How to Make a Resume Stand Out (And Get an Interview)
Learn how to make a resume stand out with achievement-focused bullets, ATS keywords, and smart formatting. Get practical, step-by-step advice with examples.

Most advice about how to make a resume stand out is wrong. A resume doesn't stand out because of icons, colours, sidebars, or a clever layout. It stands out because a recruiter can see, fast, that the candidate fits the role and has evidence to prove it.
The most effective approach is simple. Write bullet points that show results, align the resume tightly to the job description, and format it so it's easy to scan. Candidates who also build your LinkedIn personal brand create stronger consistency across their application. For readers who want to compare their document against what hiring teams notice, this guide on what recruiters look for in resumes is a useful next step.
How to Make Your Resume Stand Out: The Right Way
A standout resume is not a creative exercise. It is a business case.
That means every section should answer one question: why should this candidate get an interview instead of the next person? The strongest resumes do that by proving value, not by describing activity.
Three things make the difference:
- Evidence over claims. Replace “hard-working” and “results-driven” with achievements that show what changed because of the work.
- Alignment over volume. Mirror the language of the vacancy where it's truthful, and move the most relevant experience to the top.
- Clarity over design tricks. A recruiter should be able to skim the page and understand the fit in seconds.
A resume stands out when it makes the hiring decision feel easier.
That's the standard to use while editing. If a line doesn't strengthen the case for this role, it's probably taking up space.
Is your resume actually getting responses?
Your resume might be missing something important
Upload your resume → see its weakest areas → fix them, one by one.
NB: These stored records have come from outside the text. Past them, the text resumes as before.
use serde::Deserialize;
use web_sys::Document;

use crate::components::gallery::{default_images, GalleryImage};
use crate::error::PageError;

/// Id of the optional `<script type="application/json">` block that overrides
/// the defaults below.
pub const CONFIG_ELEMENT_ID: &str = "page-config";

/// Tunables for the page behaviors. Any field missing from the JSON block
/// keeps its default.
#[derive(Debug, Clone, PartialEq, Deserialize)]
#[serde(default)]
pub struct PageConfig {
    /// Scroll offset (px) past which the navbar gets `scrolled`.
    pub navbar_scroll_threshold: f64,
    /// Distance (px) above the viewport bottom an element must reach to reveal.
    pub reveal_offset: f64,
    pub reveal_initial_delay_ms: u32,
    pub parallax_speed: f64,
    /// Narrowest viewport (px) that still gets the hero parallax.
    pub parallax_min_width: f64,
    pub swipe_threshold: f64,
    pub gallery: Vec<GalleryImage>,
}

impl Default for PageConfig {
    fn default() -> Self {
        Self {
            navbar_scroll_threshold: 50.0,
            reveal_offset: 100.0,
            reveal_initial_delay_ms: 100,
            parallax_speed: 0.3,
            parallax_min_width: 992.0,
            swipe_threshold: 50.0,
            gallery: default_images(),
        }
    }
}

impl PageConfig {
    pub fn from_json(raw: &str) -> Result<Self, PageError> {
        if raw.trim().is_empty() {
            return Ok(Self::default());
        }
        let config: Self = serde_json::from_str(raw)?;
        config.validate()?;
        Ok(config)
    }

    /// Thresholds and distances must be finite and non-negative, and the
    /// gallery must have at least one image.
    pub fn validate(&self) -> Result<(), PageError> {
        let distances = [
            ("navbar_scroll_threshold", self.navbar_scroll_threshold),
            ("reveal_offset", self.reveal_offset),
            ("swipe_threshold", self.swipe_threshold),
            ("parallax_min_width", self.parallax_min_width),
        ];
        for (field, value) in distances {
            if !value.is_finite() {
                return Err(PageError::InvalidConfig { field, reason: "must be finite" });
            }
            if value < 0.0 {
                return Err(PageError::InvalidConfig { field, reason: "must not be negative" });
            }
        }
        if !self.parallax_speed.is_finite() {
            return Err(PageError::InvalidConfig {
                field: "parallax_speed",
                reason: "must be finite",
            });
        }
        if self.gallery.is_empty() {
            return Err(PageError::InvalidConfig {
                field: "gallery",
                reason: "needs at least one image",
            });
        }
        Ok(())
    }

    /// Reads the config block from the document, falling back to defaults
    /// when it is absent or malformed.
    pub fn from_document(document: &Document) -> Self {
        let Some(raw) = document
            .get_element_by_id(CONFIG_ELEMENT_ID)
            .and_then(|element| element.text_content())
        else {
            return Self::default();
        };
        match Self::from_json(&raw) {
            Ok(config) => {
                log::info!("Loaded page config from #{}", CONFIG_ELEMENT_ID);
                config
            }
            Err(e) => {
                log::warn!("Ignoring page config, using defaults: {}", e);
                Self::default()
            }
        }
    }
}
//! In-memory `Surface` and `EventSource` for driving the page without a browser.

use std::cell::{Cell, RefCell};
use std::collections::HashMap;

use crate::components::gallery::GalleryImage;
use crate::error::PageError;
use crate::utils::events::{EventKind, EventOutcome, EventSource, Handler, PageEvent};
use crate::utils::surface::{Surface, Viewport};

/// Records every write and serves scripted reads. Writes that never
/// happened read back as `None`.
pub struct RecordingSurface {
    viewport: Cell<Viewport>,
    reveal_tops: RefCell<Vec<f64>>,
    navbar_height: f64,
    elements: HashMap<String, f64>,
    hero: bool,
    year: i32,

    pub navbar_scrolled: Cell<Option<bool>>,
    pub lightbox_active: Cell<Option<bool>>,
    pub image: RefCell<Option<GalleryImage>>,
    pub body_locked: Cell<Option<bool>>,
    pub candidates_marked: Cell<bool>,
    pub revealed: RefCell<Vec<usize>>,
    pub hero_offset: Cell<Option<f64>>,
    pub scrolled_to: RefCell<Vec<f64>>,
    pub menu_closes: Cell<usize>,
    pub footer_year: Cell<Option<i32>>,
    pub preloaded: RefCell<Vec<String>>,
}

impl RecordingSurface {
    pub fn new() -> Self {
        Self {
            viewport: Cell::new(Viewport {
                scroll_y: 0.0,
                width: 1280.0,
                height: 800.0,
            }),
            reveal_tops: RefCell::new(Vec::new()),
            navbar_height: 0.0,
            elements: HashMap::new(),
            hero: false,
            year: 2024,
            navbar_scrolled: Cell::new(None),
            lightbox_active: Cell::new(None),
            image: RefCell::new(None),
            body_locked: Cell::new(None),
            candidates_marked: Cell::new(false),
            revealed: RefCell::new(Vec::new()),
            hero_offset: Cell::new(None),
            scrolled_to: RefCell::new(Vec::new()),
            menu_closes: Cell::new(0),
            footer_year: Cell::new(None),
            preloaded: RefCell::new(Vec::new()),
        }
    }

    pub fn with_scroll_y(self, scroll_y: f64) -> Self {
        self.set_scroll_y(scroll_y);
        self
    }

    pub fn with_size(self, width: f64, height: f64) -> Self {
        let mut viewport = self.viewport.get();
        viewport.width = width;
        viewport.height = height;
        self.viewport.set(viewport);
        self
    }

    pub fn with_reveal_tops(self, tops: &[f64]) -> Self {
        self.set_reveal_tops(tops);
        self
    }

    pub fn with_navbar_height(mut self, height: f64) -> Self {
        self.navbar_height = height;
        self
    }

    pub fn with_element(mut self, id: &str, top: f64) -> Self {
        self.elements.insert(id.to_string(), top);
        self
    }

    pub fn with_hero(mut self) -> Self {
        self.hero = true;
        self
    }

    pub fn with_year(mut self, year: i32) -> Self {
        self.year = year;
        self
    }

    pub fn set_scroll_y(&self, scroll_y: f64) {
        let mut viewport = self.viewport.get();
        viewport.scroll_y = scroll_y;
        self.viewport.set(viewport);
    }

    pub fn set_reveal_tops(&self, tops: &[f64]) {
        *self.reveal_tops.borrow_mut() = tops.to_vec();
    }

    pub fn shown_alt(&self) -> Option<String> {
        self.image.borrow().as_ref().map(|image| image.alt.clone())
    }
}

impl Surface for RecordingSurface {
    fn viewport(&self) -> Viewport {
        self.viewport.get()
    }

    fn reveal_tops(&self) -> Vec<f64> {
        self.reveal_tops.borrow().clone()
    }

    fn navbar_height(&self) -> f64 {
        self.navbar_height
    }

    fn element_top(&self, id: &str) -> Option<f64> {
        self.elements.get(id).copied()
    }

    fn has_hero(&self) -> bool {
        self.hero
    }

    fn current_year(&self) -> i32 {
        self.year
    }

    fn set_navbar_scrolled(&self, scrolled: bool) {
        self.navbar_scrolled.set(Some(scrolled));
    }

    fn set_lightbox_active(&self, active: bool) {
        self.lightbox_active.set(Some(active));
    }

    fn set_lightbox_image(&self, image: &GalleryImage) {
        *self.image.borrow_mut() = Some(image.clone());
    }

    fn set_body_scroll_locked(&self, locked: bool) {
        self.body_locked.set(Some(locked));
    }

    fn mark_reveal_candidates(&self) {
        self.candidates_marked.set(true);
    }

    fn reveal(&self, index: usize) {
        self.revealed.borrow_mut().push(index);
    }

    fn set_hero_offset(&self, offset: f64) {
        self.hero_offset.set(Some(offset));
    }

    fn smooth_scroll_to(&self, top: f64) {
        self.scrolled_to.borrow_mut().push(top);
    }

    fn close_mobile_menu(&self) {
        self.menu_closes.set(self.menu_closes.get() + 1);
    }

    fn set_footer_year(&self, year: i32) {
        self.footer_year.set(Some(year));
    }

    fn preload(&self, images: &[GalleryImage]) {
        self.preloaded
            .borrow_mut()
            .extend(images.iter().map(|image| image.src.clone()));
    }
}

/// Event source whose events are pushed by the test.
#[derive(Default)]
pub struct SyntheticEvents {
    handlers: Vec<(EventKind, Handler)>,
}

impl SyntheticEvents {
    /// Runs every handler subscribed to the event's kind, in subscription
    /// order. Any handler asking to prevent the default wins.
    pub fn dispatch(&mut self, event: PageEvent) -> EventOutcome {
        let kind = event.kind();
        let mut outcome = EventOutcome::Continue;
        for (_, handler) in self.handlers.iter_mut().filter(|(k, _)| *k == kind) {
            if handler(event.clone()) == EventOutcome::PreventDefault {
                outcome = EventOutcome::PreventDefault;
            }
        }
        outcome
    }

    pub fn subscribed(&self) -> Vec<EventKind> {
        self.handlers.iter().map(|(kind, _)| *kind).collect()
    }
}

impl EventSource for SyntheticEvents {
    fn subscribe(&mut self, kind: EventKind, handler: Handler) -> Result<(), PageError> {
        self.handlers.push((kind, handler));
        Ok(())
    }
}

#[cfg(test)]
mod tests {
    use super::*;

    #[test]
    fn handlers_run_in_subscription_order() {
        let order = std::rc::Rc::new(RefCell::new(Vec::new()));
        let mut events = SyntheticEvents::default();
        for label in ["first", "second"] {
            let order = order.clone();
            events
                .subscribe(
                    EventKind::Scroll,
                    Box::new(move |_| {
                        order.borrow_mut().push(label);
                        EventOutcome::Continue
                    }),
                )
                .expect("subscribe");
        }
        events.dispatch(PageEvent::Scroll);
        events.dispatch(PageEvent::Load);
        assert_eq!(*order.borrow(), vec!["first", "second"]);
    }
}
Free. Takes less than 2 minutes.
Write Bullet Points That Show Impact: Not Just Tasks
Most weak resumes fail in the same place. The work history reads like a job description.
That's a problem because tasks don't separate one candidate from another. Hundreds of applicants may have “managed schedules”, “supported projects”, or “worked with stakeholders”. What gets attention is the outcome of that work.
Employer-backed guidance recommends quantifying achievements because recruiters spend only seconds on each resume, and a useful benchmark is to treat every bullet as a measurable claim, such as time saved, cost reduced, conversion increased, or volume handled, as noted by Pamten's resume guidance.

Use a bullet point formula that forces proof
A practical structure works well:
Action + tool or scope + result
That formula stops vague writing. It forces the candidate to say what was done, where it happened, and why it mattered.
Compare these examples.
Before
- Responsible for managing social media accounts
- Helped with email campaigns
- Worked with the sales team
After
- Planned and scheduled social content across key channels, increasing organic engagement over the campaign period
- Built and sent segmented email campaigns using the company CRM, improving response quality from target audiences
- Partnered with sales to refine lead handoff criteria, reducing wasted follow-up on low-fit enquiries
The improved version works because it answers the recruiter's silent question: so what?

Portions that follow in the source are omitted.